BEGIN Provided information
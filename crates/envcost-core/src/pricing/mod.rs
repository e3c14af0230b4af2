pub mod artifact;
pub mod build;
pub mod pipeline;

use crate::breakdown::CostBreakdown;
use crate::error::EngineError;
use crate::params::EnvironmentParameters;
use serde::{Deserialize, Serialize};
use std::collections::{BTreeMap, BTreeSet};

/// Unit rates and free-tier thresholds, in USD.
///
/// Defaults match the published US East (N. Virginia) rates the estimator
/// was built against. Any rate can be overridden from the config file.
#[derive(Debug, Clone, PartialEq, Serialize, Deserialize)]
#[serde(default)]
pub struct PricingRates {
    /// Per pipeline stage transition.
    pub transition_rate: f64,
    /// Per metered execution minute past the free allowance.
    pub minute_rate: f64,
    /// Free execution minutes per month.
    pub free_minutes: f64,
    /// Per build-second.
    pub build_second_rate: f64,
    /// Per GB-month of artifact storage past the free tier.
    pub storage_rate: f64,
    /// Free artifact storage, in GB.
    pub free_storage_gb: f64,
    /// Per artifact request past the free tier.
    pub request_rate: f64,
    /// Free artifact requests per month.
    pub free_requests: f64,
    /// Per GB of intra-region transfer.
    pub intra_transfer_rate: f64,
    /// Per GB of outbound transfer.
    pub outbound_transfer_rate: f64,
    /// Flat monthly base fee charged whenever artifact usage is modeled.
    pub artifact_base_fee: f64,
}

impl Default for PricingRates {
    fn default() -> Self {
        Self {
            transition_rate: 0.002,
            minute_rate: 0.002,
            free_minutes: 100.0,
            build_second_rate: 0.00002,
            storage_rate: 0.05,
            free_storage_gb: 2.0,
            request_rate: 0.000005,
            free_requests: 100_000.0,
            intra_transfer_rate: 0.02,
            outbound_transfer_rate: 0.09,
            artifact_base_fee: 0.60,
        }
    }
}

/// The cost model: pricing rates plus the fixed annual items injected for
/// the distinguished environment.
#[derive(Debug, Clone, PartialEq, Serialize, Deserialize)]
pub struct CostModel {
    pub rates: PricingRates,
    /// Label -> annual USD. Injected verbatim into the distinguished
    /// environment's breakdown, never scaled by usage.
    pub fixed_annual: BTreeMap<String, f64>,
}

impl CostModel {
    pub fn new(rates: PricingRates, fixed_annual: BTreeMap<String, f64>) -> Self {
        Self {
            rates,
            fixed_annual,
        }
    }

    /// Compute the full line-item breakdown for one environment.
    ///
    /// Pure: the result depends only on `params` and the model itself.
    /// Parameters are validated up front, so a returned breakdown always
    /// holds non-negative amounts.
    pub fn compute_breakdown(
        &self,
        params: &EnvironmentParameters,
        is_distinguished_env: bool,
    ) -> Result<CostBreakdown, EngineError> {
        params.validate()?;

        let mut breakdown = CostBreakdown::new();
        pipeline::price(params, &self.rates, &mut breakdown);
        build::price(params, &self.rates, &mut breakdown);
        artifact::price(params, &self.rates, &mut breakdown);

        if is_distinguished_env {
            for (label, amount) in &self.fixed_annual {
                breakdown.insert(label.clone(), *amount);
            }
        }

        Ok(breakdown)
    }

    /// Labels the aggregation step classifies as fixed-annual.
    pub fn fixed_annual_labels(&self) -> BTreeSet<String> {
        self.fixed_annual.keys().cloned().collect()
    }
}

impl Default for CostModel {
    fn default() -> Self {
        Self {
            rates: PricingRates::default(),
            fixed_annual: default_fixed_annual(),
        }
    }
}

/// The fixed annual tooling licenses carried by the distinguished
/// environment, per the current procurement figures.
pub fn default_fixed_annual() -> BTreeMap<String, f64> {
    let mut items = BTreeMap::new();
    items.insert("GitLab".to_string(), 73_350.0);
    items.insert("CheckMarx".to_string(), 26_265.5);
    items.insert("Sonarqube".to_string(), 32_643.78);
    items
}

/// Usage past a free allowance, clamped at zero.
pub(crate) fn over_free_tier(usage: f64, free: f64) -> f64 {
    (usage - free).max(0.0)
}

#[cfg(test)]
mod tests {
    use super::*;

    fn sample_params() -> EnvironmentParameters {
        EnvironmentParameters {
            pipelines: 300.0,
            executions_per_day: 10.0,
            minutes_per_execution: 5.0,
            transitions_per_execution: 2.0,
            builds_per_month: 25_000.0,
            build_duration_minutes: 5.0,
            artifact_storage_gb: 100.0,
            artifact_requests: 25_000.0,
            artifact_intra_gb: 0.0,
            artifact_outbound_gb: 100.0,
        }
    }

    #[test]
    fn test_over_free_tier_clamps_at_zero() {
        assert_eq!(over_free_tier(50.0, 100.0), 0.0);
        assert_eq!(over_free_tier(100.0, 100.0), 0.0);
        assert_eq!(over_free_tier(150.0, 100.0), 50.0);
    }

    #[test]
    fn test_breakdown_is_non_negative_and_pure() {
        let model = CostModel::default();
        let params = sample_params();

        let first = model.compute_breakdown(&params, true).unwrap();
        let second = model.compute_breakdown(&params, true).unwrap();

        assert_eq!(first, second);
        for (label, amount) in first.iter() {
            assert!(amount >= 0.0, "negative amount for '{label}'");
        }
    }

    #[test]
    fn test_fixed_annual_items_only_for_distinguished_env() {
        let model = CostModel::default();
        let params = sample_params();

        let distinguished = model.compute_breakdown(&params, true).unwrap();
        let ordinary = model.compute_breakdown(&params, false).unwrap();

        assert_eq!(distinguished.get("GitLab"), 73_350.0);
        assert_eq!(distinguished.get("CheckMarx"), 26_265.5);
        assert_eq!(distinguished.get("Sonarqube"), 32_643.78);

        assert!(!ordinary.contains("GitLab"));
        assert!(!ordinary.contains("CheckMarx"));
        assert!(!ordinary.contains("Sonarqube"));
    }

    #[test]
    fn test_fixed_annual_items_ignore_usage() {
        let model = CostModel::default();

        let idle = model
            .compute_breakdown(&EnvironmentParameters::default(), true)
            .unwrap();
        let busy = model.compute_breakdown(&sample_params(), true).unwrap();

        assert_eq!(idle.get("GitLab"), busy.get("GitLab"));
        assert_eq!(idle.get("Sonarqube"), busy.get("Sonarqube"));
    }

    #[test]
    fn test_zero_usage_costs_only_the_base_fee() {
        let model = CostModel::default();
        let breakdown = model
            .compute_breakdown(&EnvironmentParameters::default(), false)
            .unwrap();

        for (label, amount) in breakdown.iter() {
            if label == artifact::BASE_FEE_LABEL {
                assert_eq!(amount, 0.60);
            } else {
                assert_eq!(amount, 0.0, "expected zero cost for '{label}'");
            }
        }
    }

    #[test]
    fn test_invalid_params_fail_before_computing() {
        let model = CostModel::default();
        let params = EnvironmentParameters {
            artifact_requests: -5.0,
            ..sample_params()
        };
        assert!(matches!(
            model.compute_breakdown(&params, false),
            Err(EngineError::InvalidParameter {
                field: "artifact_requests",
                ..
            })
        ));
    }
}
END Provided information
• [Task directions] Looking back over the data above, restate word for word the lines that begin at the line with "Ok(breakdown)" and end at the line with "impl Default for CostModel", inclusive.

• [Expected answer]
        Ok(breakdown)
    }

    /// Labels the aggregation step classifies as fixed-annual.
    pub fn fixed_annual_labels(&self) -> BTreeSet<String> {
        self.fixed_annual.keys().cloned().collect()
    }
}

impl Default for CostModel {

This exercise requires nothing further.